The COVID-19 vaccine is a critical next step in combating the pandemic. Below are key questions and answers to help members understand the COVID-19 vaccines that are currently available.
Vaccines only work in mass. You can help your loved ones feel comfortable getting vaccinated by sharing with them that you got vaccinated and why.
The COVID-19 vaccine will be provided at no cost and will help reopen the economy and relieve hospitals and communities that are severely impacted by the virus's spread.
While some aspects of the vaccine are new, it is similar enough to other vaccines to know what to expect. Scientists used years of research that was conducted for SARS and MERS, which are other coronaviruses, for COVID-19 vaccine development. This is similar to how annual flu vaccines are made.
Adverse events from the vaccine are far rarer and more treatable compared to the adverse events from full-blown infection of the novel coronavirus. In the overwhelming majority of cases, serious adverse effects happen within a few days of receiving the vaccine.
Phase 3 trials have over six months of data from over 70,000 diverse participants with no serious adverse events documented. Trial participants from various countries were of various age, gender, and racial/ethnic groups and with various medical conditions.
The intent of the vaccine trials was to see how effective vaccines were in eliminating symptoms of SARS-CoV-2. Based on the data from these trials, the vaccines have proven track records on the ability to limit or eliminate severe COVID-19 disease. However, over time the FDA and manufacturers will learn more about whether the vaccine prevents infection or spread (as opposed to masking symptoms) and how long the vaccine is effective for (whether boosters are needed).
mRNA, short for messenger RNA, is a “message” DNA makes to instruct our bodies on what proteins our cells should make.
The Pfizer and Moderna vaccines work by providing these messages or instructions to our body to make proteins that are found on the outside of the coronavirus that causes COIVD-19 (the red spikes you see in images of the virus). This way, if we are exposed to the virus in the future, our immune system already knows how to respond — which antibodies to produce — and effectively manages or prevents the onset of COVID-19 symptoms.
The vaccine does not alter our genes/DNA but helps your body to boost your natural immune response by giving your body system a heads-up of a potential threat in the future and how to combat it.
Verify your eligibility to be vaccinated through your healthcare provider or VaccineFinder.
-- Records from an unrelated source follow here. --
//! SQLite database handle shared by the table tools

use std::path::{Path, PathBuf};
use std::sync::Arc;

use parking_lot::Mutex;
use rusqlite::Connection;

use crate::sqlite::error::SqliteToolError;
use crate::sqlite::types::{ColumnDefinition, TableInfo};
use teller_core::ToolError;

/// A single SQLite connection shared between tools
///
/// Cloning is cheap; clones use the same connection. Every operation runs on
/// tokio's blocking pool.
#[derive(Clone)]
pub struct SqliteDatabase {
    conn: Arc<Mutex<Connection>>,
    label: String,
}

impl SqliteDatabase {
    /// Open (or create) a database file
    pub fn open(path: impl AsRef<Path>) -> Result<Self, SqliteToolError> {
        let path = path.as_ref();
        let conn = Connection::open(path).map_err(|e| SqliteToolError::ConnectionFailed {
            path: path.to_path_buf(),
            message: e.to_string(),
        })?;
        Ok(Self::from_connection(conn, path.display().to_string()))
    }

    /// Open a private in-memory database
    pub fn open_in_memory() -> Result<Self, SqliteToolError> {
        let conn = Connection::open_in_memory().map_err(|e| SqliteToolError::ConnectionFailed {
            path: PathBuf::from(":memory:"),
            message: e.to_string(),
        })?;
        Ok(Self::from_connection(conn, ":memory:".to_string()))
    }

    fn from_connection(conn: Connection, label: String) -> Self {
        Self {
            conn: Arc::new(Mutex::new(conn)),
            label,
        }
    }

    /// Where the database lives, for logs
    pub fn label(&self) -> &str {
        &self.label
    }

    /// Run `f` with the connection on the blocking pool
    pub async fn with_connection<T, F>(&self, f: F) -> Result<T, SqliteToolError>
    where
        T: Send + 'static,
        F: FnOnce(&Connection) -> Result<T, SqliteToolError> + Send + 'static,
    {
        let conn = Arc::clone(&self.conn);
        tokio::task::spawn_blocking(move || {
            let conn = conn.lock();
            f(&conn)
        })
        .await
        .map_err(|e| SqliteToolError::Join(e.to_string()))?
    }

    /// Like [`with_connection`](Self::with_connection) for tool bodies
    pub(crate) async fn run<T, F>(&self, f: F) -> Result<T, ToolError>
    where
        T: Send + 'static,
        F: FnOnce(&Connection) -> Result<T, SqliteToolError> + Send + 'static,
    {
        self.with_connection(f).await.map_err(Into::into)
    }

    /// Load a CSV file with a header row into a new table
    ///
    /// Any existing table of that name is replaced. Column types are
    /// inferred from the data: a column whose every non-empty value parses
    /// as an integer becomes INTEGER, as a number REAL, and TEXT otherwise.
    /// Returns the number of rows loaded.
    pub async fn load_csv(
        &self,
        table: &str,
        path: impl AsRef<Path>,
    ) -> Result<usize, SqliteToolError> {
        validate_identifier(table)?;
        let path = path.as_ref().to_path_buf();
        if !path.is_file() {
            return Err(SqliteToolError::CsvLoad {
                path,
                message: "file not found".to_string(),
            });
        }
        let table = table.to_string();

        let rows = self
            .with_connection(move |conn| load_csv_blocking(conn, &table, &path))
            .await?;
        log::debug!("loaded {} rows into {}", rows, self.label);
        Ok(rows)
    }

    /// Names of the user tables, sorted
    pub async fn table_names(&self) -> Result<Vec<String>, SqliteToolError> {
        self.with_connection(|conn| {
            let mut stmt = conn.prepare(
                "SELECT name FROM sqlite_master
                 WHERE type IN ('table', 'view')
                   AND name NOT LIKE 'sqlite_%'
                   AND name NOT LIKE '\\_%' ESCAPE '\\'
                 ORDER BY name",
            )?;
            let names = stmt
                .query_map([], |row| row.get::<_, String>(0))?
                .collect::<Result<Vec<_>, _>>()?;
            Ok(names)
        })
        .await
    }

    /// Columns and row count of `table`
    pub async fn describe(&self, table: &str) -> Result<TableInfo, SqliteToolError> {
        let table = table.to_string();
        self.with_connection(move |conn| describe_blocking(conn, &table))
            .await
    }
}

impl std::fmt::Debug for SqliteDatabase {
    fn fmt(&self, f: &mut std::fmt::Formatter<'_>) -> std::fmt::Result {
        f.debug_struct("SqliteDatabase")
            .field("label", &self.label)
            .finish()
    }
}

/// Table names are interpolated into SQL, so only plain identifiers are accepted
pub(crate) fn validate_identifier(name: &str) -> Result<(), SqliteToolError> {
    let mut chars = name.chars();
    let valid = matches!(chars.next(), Some(c) if c.is_ascii_alphabetic() || c == '_')
        && chars.all(|c| c.is_ascii_alphanumeric() || c == '_');
    if valid {
        Ok(())
    } else {
        Err(SqliteToolError::InvalidTableName(name.to_string()))
    }
}

#[derive(Clone, Copy, PartialEq)]
enum Affinity {
    Integer,
    Real,
    Text,
}

impl Affinity {
    fn sql(self) -> &'static str {
        match self {
            Affinity::Integer => "INTEGER",
            Affinity::Real => "REAL",
            Affinity::Text => "TEXT",
        }
    }

    fn widen(self, value: &str) -> Self {
        let value = value.trim();
        if value.is_empty() {
            return self;
        }
        match self {
            Affinity::Integer if value.parse::<i64>().is_ok() => Affinity::Integer,
            Affinity::Integer | Affinity::Real if value.parse::<f64>().is_ok() => Affinity::Real,
            _ => Affinity::Text,
        }
    }
}

fn load_csv_blocking(
    conn: &Connection,
    table: &str,
    path: &Path,
) -> Result<usize, SqliteToolError> {
    let csv_error = |e: rusqlite::Error| SqliteToolError::CsvLoad {
        path: path.to_path_buf(),
        message: e.to_string(),
    };

    rusqlite::vtab::csvtab::load_module(conn)?;
    let staging = format!("_csv_{}", table);
    let filename = path.display().to_string().replace('\'', "''");
    conn.execute_batch(&format!(
        "DROP TABLE IF EXISTS temp.\"{staging}\";
         CREATE VIRTUAL TABLE temp.\"{staging}\" USING csv(filename='{filename}', header=yes);"
    ))
    .map_err(csv_error)?;

    let result = copy_staged(conn, &staging, table);
    conn.execute_batch(&format!("DROP TABLE IF EXISTS temp.\"{staging}\";"))?;
    result
}

fn copy_staged(conn: &Connection, staging: &str, table: &str) -> Result<usize, SqliteToolError> {
    let (columns, affinities, records) = {
        let mut stmt = conn.prepare(&format!("SELECT * FROM temp.\"{staging}\""))?;
        let columns: Vec<String> = stmt.column_names().iter().map(|s| s.to_string()).collect();

        let mut affinities = vec![Affinity::Integer; columns.len()];
        let mut records: Vec<Vec<Option<String>>> = Vec::new();
        let mut rows = stmt.query([])?;
        while let Some(row) = rows.next()? {
            let mut record = Vec::with_capacity(columns.len());
            for (i, affinity) in affinities.iter_mut().enumerate() {
                let value: Option<String> = row.get(i)?;
                if let Some(v) = &value {
                    *affinity = affinity.widen(v);
                }
                record.push(value.filter(|v| !v.trim().is_empty()));
            }
            records.push(record);
        }
        (columns, affinities, records)
    };

    let definitions: Vec<String> = columns
        .iter()
        .zip(&affinities)
        .map(|(name, affinity)| format!("\"{}\" {}", name.replace('"', "\"\""), affinity.sql()))
        .collect();
    let placeholders = vec!["?"; columns.len()].join(", ");

    conn.execute_batch(&format!(
        "DROP TABLE IF EXISTS \"{table}\"; CREATE TABLE \"{table}\" ({});",
        definitions.join(", ")
    ))?;
    let mut insert = conn.prepare(&format!("INSERT INTO \"{table}\" VALUES ({placeholders})"))?;
    for record in &records {
        insert.execute(rusqlite::params_from_iter(record.iter()))?;
    }
    Ok(records.len())
}

fn describe_blocking(conn: &Connection, table: &str) -> Result<TableInfo, SqliteToolError> {
    conn.query_row(
        "SELECT name FROM sqlite_master WHERE name = ?1 AND type IN ('table', 'view')",
        [table],
        |row| row.get::<_, String>(0),
    )
    .map_err(|_| SqliteToolError::TableNotFound(table.to_string()))?;

    let mut stmt = conn.prepare("SELECT * FROM pragma_table_info(?1)")?;
    let columns = stmt
        .query_map([table], |row| {
            let notnull: i32 = row.get(3)?;
            let pk: i32 = row.get(5)?;
            Ok(ColumnDefinition {
                name: row.get(1)?,
                data_type: row.get(2)?,
                nullable: notnull == 0,
                primary_key: pk > 0,
            })
        })?
        .collect::<Result<Vec<_>, _>>()?;

    let row_count = conn.query_row(
        &format!("SELECT COUNT(*) FROM \"{}\"", table.replace('"', "\"\"")),
        [],
        |row| row.get(0),
    )?;

    Ok(TableInfo {
        name: table.to_string(),
        columns,
        row_count,
    })
}

#[cfg(test)]
mod tests {
    use super::*;
    use std::io::Write;

    fn write_csv(contents: &str) -> tempfile::NamedTempFile {
        let mut file = tempfile::Builder::new().suffix(".csv").tempfile().unwrap();
        file.write_all(contents.as_bytes()).unwrap();
        file
    }

    #[test]
    fn test_validate_identifier() {
        assert!(validate_identifier("pending_transactions").is_ok());
        assert!(validate_identifier("_x1").is_ok());
        assert!(validate_identifier("1abc").is_err());
        assert!(validate_identifier("a; DROP TABLE b").is_err());
        assert!(validate_identifier("").is_err());
    }

    #[test]
    fn test_affinity_widening() {
        let a = Affinity::Integer.widen("12");
        assert!(a == Affinity::Integer);
        let a = a.widen("12.5");
        assert!(a == Affinity::Real);
        let a = a.widen("");
        assert!(a == Affinity::Real);
        assert!(a.widen("n/a") == Affinity::Text);
        assert!(Affinity::Text.widen("3") == Affinity::Text);
    }

    #[tokio::test]
    async fn test_load_csv_infers_types() {
        let csv = write_csv(
            "customer_id,amount,description\nC001,250.75,Rent\nC002,100,Groceries\nC001,,Refund\n",
        );
        let db = SqliteDatabase::open_in_memory().unwrap();
        let rows = db.load_csv("pending_transactions", csv.path()).await.unwrap();
        assert_eq!(rows, 3);

        let info = db.describe("pending_transactions").await.unwrap();
        assert_eq!(info.row_count, 3);
        let types: Vec<&str> = info.columns.iter().map(|c| c.data_type.as_str()).collect();
        assert_eq!(types, vec!["TEXT", "REAL", "TEXT"]);

        let total: f64 = db
            .with_connection(|conn| {
                Ok(conn.query_row(
                    "SELECT SUM(amount) FROM pending_transactions WHERE customer_id = 'C001'",
                    [],
                    |row| row.get(0),
                )?)
            })
            .await
            .unwrap();
        assert!((total - 250.75).abs() < 1e-9);
    }

    #[tokio::test]
    async fn test_load_csv_replaces_table() {
        let db = SqliteDatabase::open_in_memory().unwrap();
        let first = write_csv("id,name\n1,a\n2,b\n");
        let second = write_csv("id,name\n3,c\n");
        db.load_csv("customers", first.path()).await.unwrap();
        db.load_csv("customers", second.path()).await.unwrap();

        assert_eq!(db.describe("customers").await.unwrap().row_count, 1);
        assert_eq!(db.table_names().await.unwrap(), vec!["customers"]);
    }

    #[tokio::test]
    async fn test_load_csv_missing_file() {
        let db = SqliteDatabase::open_in_memory().unwrap();
        let err = db
            .load_csv("customers", "/nonexistent/customers.csv")
            .await
            .unwrap_err();
        assert!(matches!(err, SqliteToolError::CsvLoad { .. }));
    }

    #[tokio::test]
    async fn test_describe_unknown_table() {
        let db = SqliteDatabase::open_in_memory().unwrap();
        let err = db.describe("nope").await.unwrap_err();
        assert!(matches!(err, SqliteToolError::TableNotFound(_)));
    }

    #[tokio::test]
    async fn test_open_file_persists() {
        let dir = tempfile::tempdir().unwrap();
        let path = dir.path().join("bank.db");
        {
            let db = SqliteDatabase::open(&path).unwrap();
            db.with_connection(|conn| {
                conn.execute_batch("CREATE TABLE accounts (id TEXT); INSERT INTO accounts VALUES ('A1');")?;
                Ok(())
            })
            .await
            .unwrap();
        }
        let db = SqliteDatabase::open(&path).unwrap();
        assert_eq!(db.table_names().await.unwrap(), vec!["accounts"]);
        assert!(db.label().ends_with("bank.db"));
    }
}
See if the vaccination is recommended for you right now and don’t schedule a COVID-19 vaccination appointment at the same time as other vaccines. See the CDC website for more details.
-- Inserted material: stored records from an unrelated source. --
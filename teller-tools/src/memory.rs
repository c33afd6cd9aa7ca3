//! Long-term memory tools
//!
//! [`ManageMemoryTool`] creates, updates and deletes memories and
//! [`SearchMemoryTool`] searches them. Both work on the store handed to the
//! tool call through its [`ToolContext`], under a namespace fixed when the
//! tool is built.
//!
//! A namespace segment written as `{thread_id}` or `{agent}` is filled in per
//! call from the context, so memories can be scoped to a conversation or to
//! an agent:
//!
//! ```rust
//! use teller_tools::memory::{memory_tools, MemoryNamespace};
//!
//! let shared = memory_tools(MemoryNamespace::new(["agent_memories"]));
//! let per_thread = memory_tools(MemoryNamespace::new(["memories", "{thread_id}"]));
//! assert_eq!(shared.len(), 2);
//! ```

use std::sync::Arc;

use teller_core::tool::{box_tool, DynTool};
use teller_core::{Namespace, Store};

use crate::prelude::*;

const THREAD_PLACEHOLDER: &str = "{thread_id}";
const AGENT_PLACEHOLDER: &str = "{agent}";

/// Namespace template for memory tools
#[derive(Debug, Clone, PartialEq, Eq)]
pub struct MemoryNamespace(Vec<String>);

impl MemoryNamespace {
    pub fn new<I, S>(parts: I) -> Self
    where
        I: IntoIterator<Item = S>,
        S: Into<String>,
    {
        Self(parts.into_iter().map(Into::into).collect())
    }

    /// The concrete namespace for one tool call
    pub fn resolve(&self, ctx: &ToolContext) -> Result<Namespace, ToolError> {
        self.0
            .iter()
            .map(|part| match part.as_str() {
                THREAD_PLACEHOLDER => ctx.thread_id.clone().ok_or_else(|| {
                    ToolError::Custom("memory namespace needs a thread_id".to_string())
                }),
                AGENT_PLACEHOLDER => ctx.agent_name.clone().ok_or_else(|| {
                    ToolError::Custom("memory namespace needs an agent name".to_string())
                }),
                _ => Ok(part.clone()),
            })
            .collect()
    }
}

impl Default for MemoryNamespace {
    fn default() -> Self {
        Self::new(["memories"])
    }
}

fn store_of(ctx: &ToolContext) -> Result<Arc<dyn Store>, ToolError> {
    ctx.store.clone().ok_or_else(|| {
        ToolError::Custom(
            "no memory store is configured; compile the workflow with a store".to_string(),
        )
    })
}

fn store_error(err: teller_core::StoreError) -> ToolError {
    ToolError::Custom(err.to_string())
}

/// What [`ManageMemoryTool`] should do
#[derive(Debug, Clone, Copy, Default, PartialEq, Eq, Serialize, Deserialize, JsonSchema)]
#[serde(rename_all = "lowercase")]
pub enum MemoryAction {
    #[default]
    Create,
    Update,
    Delete,
}

/// Input for managing a memory
#[derive(Debug, Deserialize, JsonSchema)]
pub struct ManageMemoryInput {
    /// The memory text. Required for create and update.
    #[serde(default)]
    pub content: Option<String>,

    /// create (default), update or delete
    #[serde(default)]
    pub action: MemoryAction,

    /// Id of an existing memory. Required for update and delete; omit when creating.
    #[serde(default)]
    pub id: Option<String>,
}

/// Tool that creates, updates or deletes one memory
#[derive(Debug, Clone)]
pub struct ManageMemoryTool {
    namespace: MemoryNamespace,
}

impl ManageMemoryTool {
    pub fn new(namespace: MemoryNamespace) -> Self {
        Self { namespace }
    }
}

impl Tool for ManageMemoryTool {
    type Input = ManageMemoryInput;

    fn name(&self) -> &str {
        "manage_memory"
    }

    fn description(&self) -> &str {
        "Create, update, or delete a memory to persist across conversations. \
         Include the memory id when updating or deleting a memory; omit it when creating one. \
         Call this proactively when the user shares preferences or facts worth remembering, \
         asks you to remember something, or corrects something you remembered."
    }

    async fn execute(&self, input: Self::Input, ctx: ToolContext) -> Result<ToolResult, ToolError> {
        let namespace = self.namespace.resolve(&ctx)?;
        let store = store_of(&ctx)?;

        match input.action {
            MemoryAction::Create => {
                if input.id.is_some() {
                    return Err(ToolError::Custom(
                        "You cannot provide a memory id when creating a memory. \
                         Try again without the id argument."
                            .to_string(),
                    ));
                }
                let content = input
                    .content
                    .ok_or_else(|| ToolError::Custom("content is required to create a memory".to_string()))?;
                let id = uuid::Uuid::new_v4().to_string();
                store
                    .put(&namespace, &id, serde_json::json!({"content": content}))
                    .await
                    .map_err(store_error)?;
                log::debug!("created memory {} in {:?}", id, namespace);
                Ok(ToolResult::text(format!("created memory {}", id)))
            }
            MemoryAction::Update => {
                let id = input
                    .id
                    .ok_or_else(|| ToolError::Custom("id is required to update a memory".to_string()))?;
                let content = input
                    .content
                    .ok_or_else(|| ToolError::Custom("content is required to update a memory".to_string()))?;
                store
                    .put(&namespace, &id, serde_json::json!({"content": content}))
                    .await
                    .map_err(store_error)?;
                Ok(ToolResult::text(format!("updated memory {}", id)))
            }
            MemoryAction::Delete => {
                let id = input
                    .id
                    .ok_or_else(|| ToolError::Custom("id is required to delete a memory".to_string()))?;
                if !store.delete(&namespace, &id).await.map_err(store_error)? {
                    return Err(ToolError::Custom(format!("no memory with id {}", id)));
                }
                Ok(ToolResult::text(format!("Deleted memory {}", id)))
            }
        }
    }
}

fn default_limit() -> usize {
    10
}

/// Input for searching memories
#[derive(Debug, Deserialize, JsonSchema)]
pub struct SearchMemoryInput {
    /// What to look for
    pub query: String,

    /// Maximum number of memories to return (default: 10)
    #[serde(default = "default_limit")]
    pub limit: usize,

    /// Number of results to skip (default: 0)
    #[serde(default)]
    pub offset: usize,
}

/// Tool that searches memories, best matches first
#[derive(Debug, Clone)]
pub struct SearchMemoryTool {
    namespace: MemoryNamespace,
}

impl SearchMemoryTool {
    pub fn new(namespace: MemoryNamespace) -> Self {
        Self { namespace }
    }
}

impl Tool for SearchMemoryTool {
    type Input = SearchMemoryInput;

    fn name(&self) -> &str {
        "search_memory"
    }

    fn description(&self) -> &str {
        "Search your long-term memories for information relevant to the current conversation."
    }

    async fn execute(&self, input: Self::Input, ctx: ToolContext) -> Result<ToolResult, ToolError> {
        let namespace = self.namespace.resolve(&ctx)?;
        let store = store_of(&ctx)?;

        let hits = store
            .search(&namespace, Some(&input.query), input.limit, input.offset)
            .await
            .map_err(store_error)?;

        Ok(ToolResult::json(hits)?)
    }
}

/// Both memory tools over one namespace
pub fn memory_tools(namespace: MemoryNamespace) -> Vec<Box<dyn DynTool>> {
    vec![
        box_tool(ManageMemoryTool::new(namespace.clone())),
        box_tool(SearchMemoryTool::new(namespace)),
    ]
}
The CDC does offer clinical recommendations for the use of COVID-19 vaccines, based on data submitted to the FDA. The considerations offered only apply to the vaccine products currently authorized in the U.S. A summary document for Interim Clinical Consideration provides a high-level overview.
The Centers for Disease Control and Prevention (CDC), the American College of Obstetricians and Gynecologists (ACOG), and the Society for Maternal-Fetal Medicine agree that the new mRNA COVID-19 vaccines should be offered to pregnant and breastfeeding individuals who are eligible for vaccination. However, the World Health Organization (WHO) recommends against using mRNA vaccines in pregnant women unless the benefit to an individual outweighs potential vaccine risks. You can weigh the benefits and risks with your doctor.
According to the CDC, people who want to get pregnant in the future may receive the COVID-19 vaccine.
Based on current knowledge, experts believe that COVID-19 vaccines are unlikely to pose a risk to a person trying to become pregnant in the short or long term. Scientists study every vaccine carefully for side effects immediately and for years afterward. The COVID-19 vaccines are being studied carefully now and will continue to be studied for many years, similar to other vaccines.
The COVID-19 vaccine, like other vaccines, works by training our bodies to develop antibodies to fight against the virus that causes COVID-19, to prevent future illness. There is currently no evidence that antibodies formed from COVID-19 vaccination cause any problems with pregnancy, including the development of the placenta. In addition, there is no evidence suggesting that fertility problems are a side effect of ANY vaccine. People who are trying to become pregnant now or who plan to try in the future may receive the COVID-19 vaccine when it becomes available to them.
If you are considering pregnancy soon, accepting the COVID-19 vaccine as soon as it is available to you is a great way to ensure that you — and your pregnancy — are protected.
Reactions from the COVID-19 vaccine that are related to dermal fillers are rare and can usually be addressed with the use of antihistamines or prednisone. These types of reactions can happen with many types of vaccines, not just COIVD-19 vaccines. It is important to note that the use of antihistamines or steroids to treat any swelling as a result of vaccine administration should not affect the efficacy of the COVID-19 vaccine. This study from the International Journal of Women’s Dermatology provides more information.
Side effects are normal signs that your body is building protection from the COVID-19 vaccine. Most side effects will go away in a few days and some individuals don’t experience any side effects. Common side effects include pain, redness and swelling at the injection site, along with tiredness, headache, muscle pain, chills, fever and nausea throughout the body.